Hemirrhagus

Scientific classification
- Kingdom: Animalia
- Phylum: Arthropoda
- Subphylum: Chelicerata
- Class: Arachnida
- Order: Araneae
- Infraorder: Mygalomorphae
- Family: Theraphosidae
- Genus: Hemirrhagus Simon, 1903
- Type species: H. cervinus (Simon, 1891)
- Species: 27, see text
- Synonyms: Spelopelma Gertsch, 1982;

= Hemirrhagus =

Genus of spiders

Hemirrhagus is a genus of Mexican tarantulas that was first described by Eugène Louis Simon in 1903. It is considered a senior synonym of Spelopelma. Species of the genus Hemirrhagus are 5 to 12 cm long, usually black in colour, the urticating hairs on the opisthosoma are arranged in one dorsomedian patch, two dorsal paramedian patches, or two lateral patches.

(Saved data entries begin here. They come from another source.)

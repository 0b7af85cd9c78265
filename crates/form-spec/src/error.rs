use std::{io, path::PathBuf};

use thiserror::Error;

use crate::output::Artifact;

/// Failure while producing artifact text in memory.
#[derive(Debug, Error)]
pub enum CompileError {
    #[error("failed to render the HTML document: {0}")]
    Template(#[from] handlebars::RenderError),
    #[error("failed to format the schema source: {0}")]
    Format(#[from] std::fmt::Error),
}

/// Failure while writing one artifact. Other artifacts are unaffected.
#[derive(Debug, Error)]
pub enum OutputError {
    #[error("{artifact} already exists at {}; refusing to overwrite", .path.display())]
    Exists { artifact: Artifact, path: PathBuf },
    #[error("failed to write {artifact} to {}: {source}", .path.display())]
    Io {
        artifact: Artifact,
        path: PathBuf,
        #[source]
        source: io::Error,
    },
}

impl OutputError {
    pub fn artifact(&self) -> Artifact {
        match self {
            OutputError::Exists { artifact, .. } | OutputError::Io { artifact, .. } => *artifact,
        }
    }
}
use std::collections::HashSet;

use crate::spec::FieldSpec;

/// Machine key and display title for a field.
///
/// Without an explicit key the key is the lowercased title and the display
/// title is the title-cased title with spaces removed. With an explicit key
/// the key is used verbatim and the display title comes from the key, with
/// hyphens read as word breaks (`access-token` -> `AccessToken`).
pub fn derive_key_and_title(field: &FieldSpec) -> (String, String) {
    match field.explicit_key.as_deref() {
        Some(key) => (key.to_string(), squash(&title_case(&key.replace('-', " ")))),
        None => (field.title.to_lowercase(), squash(&title_case(&field.title))),
    }
}

/// Upper-case the first character of every word. Other characters are left alone.
pub fn title_case(text: &str) -> String {
    let mut out = String::with_capacity(text.len());
    let mut at_word_start = true;
    for ch in text.chars() {
        if at_word_start {
            out.extend(ch.to_uppercase());
        } else {
            out.push(ch);
        }
        at_word_start = is_word_separator(ch);
    }
    out
}

fn is_word_separator(ch: char) -> bool {
    if ch.is_ascii() {
        !(ch.is_ascii_alphanumeric() || ch == '_')
    } else if ch.is_alphanumeric() {
        false
    } else {
        ch.is_whitespace()
    }
}

fn squash(text: &str) -> String {
    text.replace(' ', "")
}

const RUST_KEYWORDS: &[&str] = &[
    "as", "async", "await", "break", "const", "continue", "crate", "dyn", "else", "enum",
    "extern", "false", "fn", "for", "gen", "if", "impl", "in", "let", "loop", "match", "mod",
    "move", "mut", "pub", "ref", "return", "self", "static", "struct", "super", "trait", "true",
    "type", "unsafe", "use", "where", "while", "abstract", "become", "box", "do", "final",
    "macro", "override", "priv", "try", "typeof", "unsized", "virtual", "yield",
];

/// snake_case Rust field name for a display title (`StickerSheetAmount` ->
/// `sticker_sheet_amount`). Letters outside ASCII are kept, lowercased.
/// Always a valid, non-keyword identifier.
pub fn field_identifier(display_title: &str) -> String {
    let mut ident = String::with_capacity(display_title.len() + 4);
    let mut prev: Option<char> = None;
    for ch in display_title.chars() {
        if ch.is_alphabetic() || ch.is_ascii_digit() {
            if ch.is_uppercase() {
                if prev.is_some_and(|p| p.is_lowercase() || p.is_ascii_digit()) {
                    ident.push('_');
                }
                ident.extend(ch.to_lowercase());
            } else {
                ident.push(ch);
            }
        } else if !ident.ends_with('_') {
            ident.push('_');
        }
        prev = Some(ch);
    }

    let ident = ident.trim_matches('_');
    let mut ident = if ident.is_empty() {
        "field".to_string()
    } else {
        ident.to_string()
    };
    if ident.starts_with(|ch: char| ch.is_ascii_digit()) {
        ident.insert(0, '_');
    }
    if RUST_KEYWORDS.contains(&ident.as_str()) {
        ident.push('_');
    }
    ident
}

/// Hands out identifiers that are unique within one generated struct.
#[derive(Debug, Default)]
pub struct IdentifierSet {
    taken: HashSet<String>,
}

impl IdentifierSet {
    pub fn new() -> Self {
        Self::default()
    }

    pub fn claim(&mut self, base: String) -> String {
        if self.taken.insert(base.clone()) {
            return base;
        }
        let mut suffix = 2;
        loop {
            let candidate = format!("{}_{}", base, suffix);
            if self.taken.insert(candidate.clone()) {
                return candidate;
            }
            suffix += 1;
        }
    }
}

#[cfg(test)]
mod tests {
    use super::*;
    use crate::spec::FieldKind;

    fn field(title: &str, key: Option<&str>) -> FieldSpec {
        FieldSpec {
            line: 1,
            kind: FieldKind::Input,
            title: title.into(),
            explicit_key: key.map(str::to_string),
            raw_value: String::new(),
        }
    }

    #[test]
    fn title_derives_lowercase_key_and_squashed_title() {
        let (key, title) = derive_key_and_title(&field("Sticker sheet amount", None));
        assert_eq!(key, "sticker sheet amount");
        assert_eq!(title, "StickerSheetAmount");
    }

    #[test]
    fn explicit_key_takes_precedence() {
        let spec = field("The rabbit boat but backwards", Some("access-token"));
        let (key, title) = derive_key_and_title(&spec);
        assert_eq!(key, "access-token");
        assert_eq!(title, "AccessToken");
    }

    #[test]
    fn derivation_is_deterministic() {
        let spec = field("First and last name", None);
        assert_eq!(derive_key_and_title(&spec), derive_key_and_title(&spec));
    }

    #[test]
    fn title_case_leaves_inner_capitals() {
        assert_eq!(title_case("the rabbit BOAT"), "The Rabbit BOAT");
        assert_eq!(title_case("e-mail address"), "E-Mail Address");
        assert_eq!(title_case("snake_case word"), "Snake_case Word");
        assert_eq!(title_case("über straße"), "Über Straße");
    }

    #[test]
    fn identifiers_are_snake_case_and_valid() {
        assert_eq!(field_identifier("StickerSheetAmount"), "sticker_sheet_amount");
        assert_eq!(field_identifier("AccessToken"), "access_token");
        assert_eq!(field_identifier("E-Mail"), "e_mail");
        assert_eq!(field_identifier("2ndChoice"), "_2nd_choice");
        assert_eq!(field_identifier("Type"), "type_");
        assert_eq!(field_identifier(""), "field");
        assert_eq!(field_identifier("Größe"), "größe");
        assert_eq!(field_identifier("ÜberGröße"), "über_größe");
        assert_eq!(field_identifier("Città²"), "città");
    }

    #[test]
    fn identifier_set_suffixes_collisions() {
        let mut set = IdentifierSet::new();
        assert_eq!(set.claim("name".into()), "name");
        assert_eq!(set.claim("name".into()), "name_2");
        assert_eq!(set.claim("name".into()), "name_3");
    }
}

It is unique amongst the theraphosine genera because of the retrolateral coxal heels, the shape of the male palpal bulb, and the urticating hairs on the abdomen are reduced or completely missing. It is the only genus with epigean, troglophile and troglobitic species.

== Distribution ==
Hemirrhagus tarantulas are all found in Mexico all of them are largely distributed from Tamaulipas in the north to Chiapas in the south, primarily in the mountainous regions of Sierra Madre Oriental, Eje Volcánico Transversal, Sierra Norte de Oaxaca, and Sierra Madre Sur. All of these tarantulas are found in individual caves, with multiple species living in the same cave. The species are found in cave systems between 100m to 1900m above sea level. Most of them are found in central Mexico and the northern part of south Mexico.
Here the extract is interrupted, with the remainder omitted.